_Task item_: Among the entries below, find the lines with the word "batch" and copy them.

Dataset excerpts:
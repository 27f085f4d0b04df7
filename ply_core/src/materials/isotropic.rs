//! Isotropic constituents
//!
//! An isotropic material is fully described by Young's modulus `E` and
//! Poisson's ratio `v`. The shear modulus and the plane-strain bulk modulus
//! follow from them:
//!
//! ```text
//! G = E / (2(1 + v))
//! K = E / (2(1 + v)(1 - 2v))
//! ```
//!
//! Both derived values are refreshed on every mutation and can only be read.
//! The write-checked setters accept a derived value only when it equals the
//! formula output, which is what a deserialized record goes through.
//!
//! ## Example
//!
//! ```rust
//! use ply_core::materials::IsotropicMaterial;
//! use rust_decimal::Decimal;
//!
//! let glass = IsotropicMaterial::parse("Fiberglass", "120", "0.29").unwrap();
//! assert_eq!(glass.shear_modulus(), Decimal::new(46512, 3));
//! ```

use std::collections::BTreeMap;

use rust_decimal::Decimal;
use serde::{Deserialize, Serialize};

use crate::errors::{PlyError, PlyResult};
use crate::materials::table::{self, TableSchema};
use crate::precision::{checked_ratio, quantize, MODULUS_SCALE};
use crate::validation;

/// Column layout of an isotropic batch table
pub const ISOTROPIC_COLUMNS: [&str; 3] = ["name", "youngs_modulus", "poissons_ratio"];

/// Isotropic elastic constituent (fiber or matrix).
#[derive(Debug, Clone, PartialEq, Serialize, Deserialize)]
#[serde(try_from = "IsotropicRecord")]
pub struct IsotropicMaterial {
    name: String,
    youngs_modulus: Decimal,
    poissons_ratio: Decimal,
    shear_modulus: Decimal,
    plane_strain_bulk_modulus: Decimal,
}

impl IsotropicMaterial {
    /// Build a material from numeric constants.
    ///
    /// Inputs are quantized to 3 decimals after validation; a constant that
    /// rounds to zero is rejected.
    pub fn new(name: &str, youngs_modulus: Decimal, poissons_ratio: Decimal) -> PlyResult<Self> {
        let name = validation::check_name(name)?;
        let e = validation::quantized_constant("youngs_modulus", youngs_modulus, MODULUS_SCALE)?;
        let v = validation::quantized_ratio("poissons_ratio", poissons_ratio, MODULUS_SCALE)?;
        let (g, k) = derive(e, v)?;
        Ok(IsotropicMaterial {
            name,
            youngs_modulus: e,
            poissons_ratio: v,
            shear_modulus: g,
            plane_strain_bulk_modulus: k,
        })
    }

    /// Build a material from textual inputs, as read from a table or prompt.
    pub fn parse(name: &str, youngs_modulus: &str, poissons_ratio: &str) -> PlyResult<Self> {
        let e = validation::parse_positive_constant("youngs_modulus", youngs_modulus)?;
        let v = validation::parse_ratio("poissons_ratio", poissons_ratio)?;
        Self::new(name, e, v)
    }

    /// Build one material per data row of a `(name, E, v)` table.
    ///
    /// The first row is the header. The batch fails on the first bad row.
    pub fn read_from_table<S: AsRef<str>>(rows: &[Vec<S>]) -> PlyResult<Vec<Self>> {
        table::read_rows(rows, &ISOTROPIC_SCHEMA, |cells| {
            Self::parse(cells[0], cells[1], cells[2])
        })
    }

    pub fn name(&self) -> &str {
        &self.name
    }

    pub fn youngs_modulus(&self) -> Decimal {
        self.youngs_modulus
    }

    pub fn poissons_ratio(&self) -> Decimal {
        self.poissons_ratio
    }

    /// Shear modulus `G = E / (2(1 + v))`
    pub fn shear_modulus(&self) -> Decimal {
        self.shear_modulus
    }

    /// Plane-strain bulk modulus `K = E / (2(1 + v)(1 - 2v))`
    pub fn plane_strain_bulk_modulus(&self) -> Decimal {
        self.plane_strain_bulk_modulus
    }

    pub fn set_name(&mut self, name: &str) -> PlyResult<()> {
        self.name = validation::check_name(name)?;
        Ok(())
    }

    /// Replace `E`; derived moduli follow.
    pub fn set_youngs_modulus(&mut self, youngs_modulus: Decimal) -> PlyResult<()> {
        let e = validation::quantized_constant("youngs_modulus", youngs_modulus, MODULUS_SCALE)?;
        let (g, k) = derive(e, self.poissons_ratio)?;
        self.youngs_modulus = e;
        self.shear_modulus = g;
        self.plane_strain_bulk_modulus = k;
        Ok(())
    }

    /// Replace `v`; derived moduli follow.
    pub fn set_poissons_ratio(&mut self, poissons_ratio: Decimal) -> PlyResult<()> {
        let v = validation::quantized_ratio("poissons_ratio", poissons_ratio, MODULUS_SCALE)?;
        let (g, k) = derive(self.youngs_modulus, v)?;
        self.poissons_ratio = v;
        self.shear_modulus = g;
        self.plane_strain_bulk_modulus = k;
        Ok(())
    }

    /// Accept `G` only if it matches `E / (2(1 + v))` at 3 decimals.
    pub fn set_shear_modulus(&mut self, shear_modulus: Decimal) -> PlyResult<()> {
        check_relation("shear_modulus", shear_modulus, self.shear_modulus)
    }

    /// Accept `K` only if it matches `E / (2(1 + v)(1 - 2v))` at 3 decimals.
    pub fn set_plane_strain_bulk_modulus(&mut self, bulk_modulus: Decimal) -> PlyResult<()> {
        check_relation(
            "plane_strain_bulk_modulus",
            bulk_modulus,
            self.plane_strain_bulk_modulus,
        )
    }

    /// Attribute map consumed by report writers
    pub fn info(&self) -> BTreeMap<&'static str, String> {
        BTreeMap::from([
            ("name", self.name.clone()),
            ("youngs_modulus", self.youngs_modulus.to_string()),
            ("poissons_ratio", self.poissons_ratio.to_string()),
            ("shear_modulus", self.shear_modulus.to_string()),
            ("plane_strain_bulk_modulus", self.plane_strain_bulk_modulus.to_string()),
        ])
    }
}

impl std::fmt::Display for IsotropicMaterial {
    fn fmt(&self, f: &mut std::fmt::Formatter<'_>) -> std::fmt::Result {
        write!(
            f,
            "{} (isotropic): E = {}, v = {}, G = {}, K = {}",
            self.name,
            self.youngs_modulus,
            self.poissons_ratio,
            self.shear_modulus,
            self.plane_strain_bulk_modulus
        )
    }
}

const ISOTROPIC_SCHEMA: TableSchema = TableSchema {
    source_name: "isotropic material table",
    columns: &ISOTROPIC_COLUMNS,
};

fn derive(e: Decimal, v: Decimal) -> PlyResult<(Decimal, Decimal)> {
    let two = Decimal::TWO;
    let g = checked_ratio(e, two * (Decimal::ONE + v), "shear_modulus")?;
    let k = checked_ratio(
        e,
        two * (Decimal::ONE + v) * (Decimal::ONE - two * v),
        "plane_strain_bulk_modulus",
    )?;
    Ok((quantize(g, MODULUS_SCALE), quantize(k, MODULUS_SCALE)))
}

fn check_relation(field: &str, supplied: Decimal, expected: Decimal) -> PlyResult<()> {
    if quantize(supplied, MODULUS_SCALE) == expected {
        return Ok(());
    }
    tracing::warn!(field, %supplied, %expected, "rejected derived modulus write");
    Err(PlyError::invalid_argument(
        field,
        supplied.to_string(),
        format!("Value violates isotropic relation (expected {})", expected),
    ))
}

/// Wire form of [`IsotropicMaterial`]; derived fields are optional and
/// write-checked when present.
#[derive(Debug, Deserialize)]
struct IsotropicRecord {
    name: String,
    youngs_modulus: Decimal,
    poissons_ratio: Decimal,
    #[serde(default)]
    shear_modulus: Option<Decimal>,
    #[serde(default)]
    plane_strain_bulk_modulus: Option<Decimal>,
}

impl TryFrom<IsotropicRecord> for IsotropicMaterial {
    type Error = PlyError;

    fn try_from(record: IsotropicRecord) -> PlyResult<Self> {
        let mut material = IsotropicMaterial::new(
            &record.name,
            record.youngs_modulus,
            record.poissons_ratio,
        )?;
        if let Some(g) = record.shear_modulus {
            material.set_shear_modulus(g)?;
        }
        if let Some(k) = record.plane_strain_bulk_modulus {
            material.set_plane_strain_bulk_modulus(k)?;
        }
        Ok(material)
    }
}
* * *
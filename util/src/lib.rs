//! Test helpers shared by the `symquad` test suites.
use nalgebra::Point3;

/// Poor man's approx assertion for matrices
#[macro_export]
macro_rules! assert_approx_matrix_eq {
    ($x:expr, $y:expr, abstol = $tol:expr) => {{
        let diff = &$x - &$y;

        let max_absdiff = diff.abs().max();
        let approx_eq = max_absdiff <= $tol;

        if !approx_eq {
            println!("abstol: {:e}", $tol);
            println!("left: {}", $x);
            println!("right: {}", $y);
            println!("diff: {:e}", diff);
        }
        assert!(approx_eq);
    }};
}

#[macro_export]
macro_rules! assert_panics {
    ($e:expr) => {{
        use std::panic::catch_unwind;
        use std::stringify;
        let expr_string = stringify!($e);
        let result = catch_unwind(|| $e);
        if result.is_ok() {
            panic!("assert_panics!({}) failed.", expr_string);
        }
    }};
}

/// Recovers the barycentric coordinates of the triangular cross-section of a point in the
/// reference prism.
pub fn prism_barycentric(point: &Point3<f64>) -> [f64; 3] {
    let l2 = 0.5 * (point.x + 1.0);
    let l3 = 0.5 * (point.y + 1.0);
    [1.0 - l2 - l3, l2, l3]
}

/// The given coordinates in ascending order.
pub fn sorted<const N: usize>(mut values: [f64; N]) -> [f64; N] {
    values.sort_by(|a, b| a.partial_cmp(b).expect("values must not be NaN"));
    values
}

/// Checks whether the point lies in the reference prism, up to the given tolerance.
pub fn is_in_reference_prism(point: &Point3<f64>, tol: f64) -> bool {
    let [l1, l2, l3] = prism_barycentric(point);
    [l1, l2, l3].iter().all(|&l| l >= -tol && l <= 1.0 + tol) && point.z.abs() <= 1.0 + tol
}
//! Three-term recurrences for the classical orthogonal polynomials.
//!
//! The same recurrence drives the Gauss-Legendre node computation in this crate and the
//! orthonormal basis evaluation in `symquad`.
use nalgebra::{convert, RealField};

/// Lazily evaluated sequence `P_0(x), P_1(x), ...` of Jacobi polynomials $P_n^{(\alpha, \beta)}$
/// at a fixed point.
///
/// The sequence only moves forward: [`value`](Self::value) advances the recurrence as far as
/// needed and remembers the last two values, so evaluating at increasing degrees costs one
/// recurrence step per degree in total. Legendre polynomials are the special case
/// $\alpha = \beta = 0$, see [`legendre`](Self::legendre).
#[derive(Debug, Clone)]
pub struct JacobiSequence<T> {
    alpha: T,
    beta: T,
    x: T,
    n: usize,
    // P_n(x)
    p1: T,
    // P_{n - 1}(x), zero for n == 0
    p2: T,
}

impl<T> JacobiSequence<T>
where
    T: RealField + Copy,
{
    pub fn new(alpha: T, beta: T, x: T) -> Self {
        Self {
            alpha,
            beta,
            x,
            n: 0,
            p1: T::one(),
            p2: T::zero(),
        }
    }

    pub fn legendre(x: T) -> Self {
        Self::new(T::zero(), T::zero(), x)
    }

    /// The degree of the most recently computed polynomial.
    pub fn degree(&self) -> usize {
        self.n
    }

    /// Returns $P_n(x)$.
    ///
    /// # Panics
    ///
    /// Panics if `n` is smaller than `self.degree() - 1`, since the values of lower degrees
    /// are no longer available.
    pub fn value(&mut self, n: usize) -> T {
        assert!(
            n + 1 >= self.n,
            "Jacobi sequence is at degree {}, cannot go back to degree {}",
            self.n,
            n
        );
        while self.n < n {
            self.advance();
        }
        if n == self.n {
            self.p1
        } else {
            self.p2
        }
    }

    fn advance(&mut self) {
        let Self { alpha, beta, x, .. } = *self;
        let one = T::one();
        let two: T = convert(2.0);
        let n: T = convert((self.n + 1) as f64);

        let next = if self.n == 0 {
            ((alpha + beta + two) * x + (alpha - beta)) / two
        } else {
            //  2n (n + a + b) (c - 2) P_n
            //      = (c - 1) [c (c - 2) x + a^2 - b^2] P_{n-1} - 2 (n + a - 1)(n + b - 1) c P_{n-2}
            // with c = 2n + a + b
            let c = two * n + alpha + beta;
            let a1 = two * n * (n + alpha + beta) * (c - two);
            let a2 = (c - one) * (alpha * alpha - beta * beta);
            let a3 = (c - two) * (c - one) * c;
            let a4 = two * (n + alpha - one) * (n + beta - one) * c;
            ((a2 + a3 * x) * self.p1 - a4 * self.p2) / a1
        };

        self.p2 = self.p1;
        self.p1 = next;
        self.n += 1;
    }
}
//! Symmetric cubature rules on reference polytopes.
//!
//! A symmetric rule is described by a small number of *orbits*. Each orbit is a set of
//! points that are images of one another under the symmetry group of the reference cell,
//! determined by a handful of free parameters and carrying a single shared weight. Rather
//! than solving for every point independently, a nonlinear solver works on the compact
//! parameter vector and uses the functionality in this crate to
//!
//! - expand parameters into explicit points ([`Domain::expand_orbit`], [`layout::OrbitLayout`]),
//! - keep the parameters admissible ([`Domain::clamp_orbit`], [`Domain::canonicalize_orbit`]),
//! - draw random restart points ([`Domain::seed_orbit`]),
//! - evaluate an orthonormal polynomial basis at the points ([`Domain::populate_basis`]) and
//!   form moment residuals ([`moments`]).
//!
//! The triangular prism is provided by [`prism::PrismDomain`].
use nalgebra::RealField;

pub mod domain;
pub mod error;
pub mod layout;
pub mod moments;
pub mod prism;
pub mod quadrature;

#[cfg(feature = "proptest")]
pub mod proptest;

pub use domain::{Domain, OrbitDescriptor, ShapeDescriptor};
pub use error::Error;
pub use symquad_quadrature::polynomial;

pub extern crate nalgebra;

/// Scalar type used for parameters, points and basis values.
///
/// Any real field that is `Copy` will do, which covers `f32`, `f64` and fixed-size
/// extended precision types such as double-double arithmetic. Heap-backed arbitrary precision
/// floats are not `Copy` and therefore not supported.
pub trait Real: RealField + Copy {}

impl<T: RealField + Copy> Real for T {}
...
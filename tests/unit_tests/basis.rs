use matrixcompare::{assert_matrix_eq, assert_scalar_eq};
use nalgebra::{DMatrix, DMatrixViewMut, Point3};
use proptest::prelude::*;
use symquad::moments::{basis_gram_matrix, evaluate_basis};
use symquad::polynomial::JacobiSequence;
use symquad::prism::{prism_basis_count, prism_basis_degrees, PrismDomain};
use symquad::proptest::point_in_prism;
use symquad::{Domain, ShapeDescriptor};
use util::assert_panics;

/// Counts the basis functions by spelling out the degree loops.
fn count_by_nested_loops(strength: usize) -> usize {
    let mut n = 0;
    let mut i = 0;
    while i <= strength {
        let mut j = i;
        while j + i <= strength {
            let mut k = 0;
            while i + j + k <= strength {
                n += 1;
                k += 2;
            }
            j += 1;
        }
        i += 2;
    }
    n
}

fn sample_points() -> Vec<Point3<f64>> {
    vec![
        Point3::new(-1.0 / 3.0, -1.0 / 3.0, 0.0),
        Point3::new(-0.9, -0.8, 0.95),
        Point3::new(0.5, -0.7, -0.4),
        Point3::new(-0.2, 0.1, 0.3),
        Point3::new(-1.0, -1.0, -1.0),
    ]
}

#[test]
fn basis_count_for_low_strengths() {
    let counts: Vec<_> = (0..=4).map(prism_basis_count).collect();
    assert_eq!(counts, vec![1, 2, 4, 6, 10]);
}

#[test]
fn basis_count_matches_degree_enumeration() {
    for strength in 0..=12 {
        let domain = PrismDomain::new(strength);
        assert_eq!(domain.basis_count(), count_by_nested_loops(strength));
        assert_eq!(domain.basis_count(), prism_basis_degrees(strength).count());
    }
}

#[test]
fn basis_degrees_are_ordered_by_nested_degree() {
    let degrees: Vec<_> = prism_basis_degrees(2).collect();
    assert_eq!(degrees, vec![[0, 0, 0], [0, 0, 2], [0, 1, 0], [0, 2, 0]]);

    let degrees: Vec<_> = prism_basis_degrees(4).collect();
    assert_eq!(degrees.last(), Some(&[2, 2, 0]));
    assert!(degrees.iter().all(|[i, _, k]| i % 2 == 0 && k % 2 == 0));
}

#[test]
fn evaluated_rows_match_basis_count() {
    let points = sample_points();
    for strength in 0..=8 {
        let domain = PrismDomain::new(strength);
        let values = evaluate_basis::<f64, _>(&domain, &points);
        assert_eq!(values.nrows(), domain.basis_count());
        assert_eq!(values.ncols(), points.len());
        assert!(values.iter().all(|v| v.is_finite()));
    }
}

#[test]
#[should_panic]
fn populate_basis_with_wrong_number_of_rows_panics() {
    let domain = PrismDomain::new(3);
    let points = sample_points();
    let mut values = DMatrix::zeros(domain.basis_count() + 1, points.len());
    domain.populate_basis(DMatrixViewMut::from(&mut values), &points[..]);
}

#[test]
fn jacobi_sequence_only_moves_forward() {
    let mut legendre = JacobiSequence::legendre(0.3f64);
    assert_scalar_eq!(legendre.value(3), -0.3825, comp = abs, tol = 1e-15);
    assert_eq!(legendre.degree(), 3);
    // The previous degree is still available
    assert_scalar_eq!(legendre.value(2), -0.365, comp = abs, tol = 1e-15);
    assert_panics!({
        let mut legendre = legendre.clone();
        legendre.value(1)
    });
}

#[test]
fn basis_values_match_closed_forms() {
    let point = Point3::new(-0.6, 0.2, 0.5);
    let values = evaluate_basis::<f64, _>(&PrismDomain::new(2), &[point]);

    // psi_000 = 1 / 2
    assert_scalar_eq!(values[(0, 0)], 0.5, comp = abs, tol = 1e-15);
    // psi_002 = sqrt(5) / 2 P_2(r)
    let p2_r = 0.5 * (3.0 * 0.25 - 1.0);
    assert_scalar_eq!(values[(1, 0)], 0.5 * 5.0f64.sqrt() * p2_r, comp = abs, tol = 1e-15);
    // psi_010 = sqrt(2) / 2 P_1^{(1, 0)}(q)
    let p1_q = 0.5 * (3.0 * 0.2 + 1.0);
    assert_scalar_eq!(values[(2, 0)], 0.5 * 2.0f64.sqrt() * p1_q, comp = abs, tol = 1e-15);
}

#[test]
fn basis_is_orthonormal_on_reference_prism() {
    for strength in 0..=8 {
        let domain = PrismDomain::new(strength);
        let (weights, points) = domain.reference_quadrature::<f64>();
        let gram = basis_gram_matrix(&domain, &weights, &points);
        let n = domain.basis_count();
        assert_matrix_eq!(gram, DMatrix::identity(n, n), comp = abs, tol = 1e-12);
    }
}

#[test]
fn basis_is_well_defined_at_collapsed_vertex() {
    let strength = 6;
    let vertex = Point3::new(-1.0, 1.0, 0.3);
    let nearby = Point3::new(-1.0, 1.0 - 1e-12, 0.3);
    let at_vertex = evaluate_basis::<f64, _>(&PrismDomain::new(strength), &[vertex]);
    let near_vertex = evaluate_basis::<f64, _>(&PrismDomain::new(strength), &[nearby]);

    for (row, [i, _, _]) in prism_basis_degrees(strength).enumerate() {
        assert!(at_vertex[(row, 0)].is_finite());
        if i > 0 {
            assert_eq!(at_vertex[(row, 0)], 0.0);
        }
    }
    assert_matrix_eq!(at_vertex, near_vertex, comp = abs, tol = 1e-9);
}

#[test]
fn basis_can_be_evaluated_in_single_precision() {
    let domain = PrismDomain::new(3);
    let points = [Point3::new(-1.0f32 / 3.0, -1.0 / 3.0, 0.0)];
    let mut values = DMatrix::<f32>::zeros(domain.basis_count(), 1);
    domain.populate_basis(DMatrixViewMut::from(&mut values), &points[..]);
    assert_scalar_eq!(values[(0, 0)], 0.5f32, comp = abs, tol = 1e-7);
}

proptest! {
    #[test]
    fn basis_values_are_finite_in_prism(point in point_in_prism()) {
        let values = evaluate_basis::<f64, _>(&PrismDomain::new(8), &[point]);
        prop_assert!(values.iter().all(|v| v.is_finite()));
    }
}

_Result_:
/// Column layout of an isotropic batch table
    /// The first row is the header. The batch fails on the first bad row.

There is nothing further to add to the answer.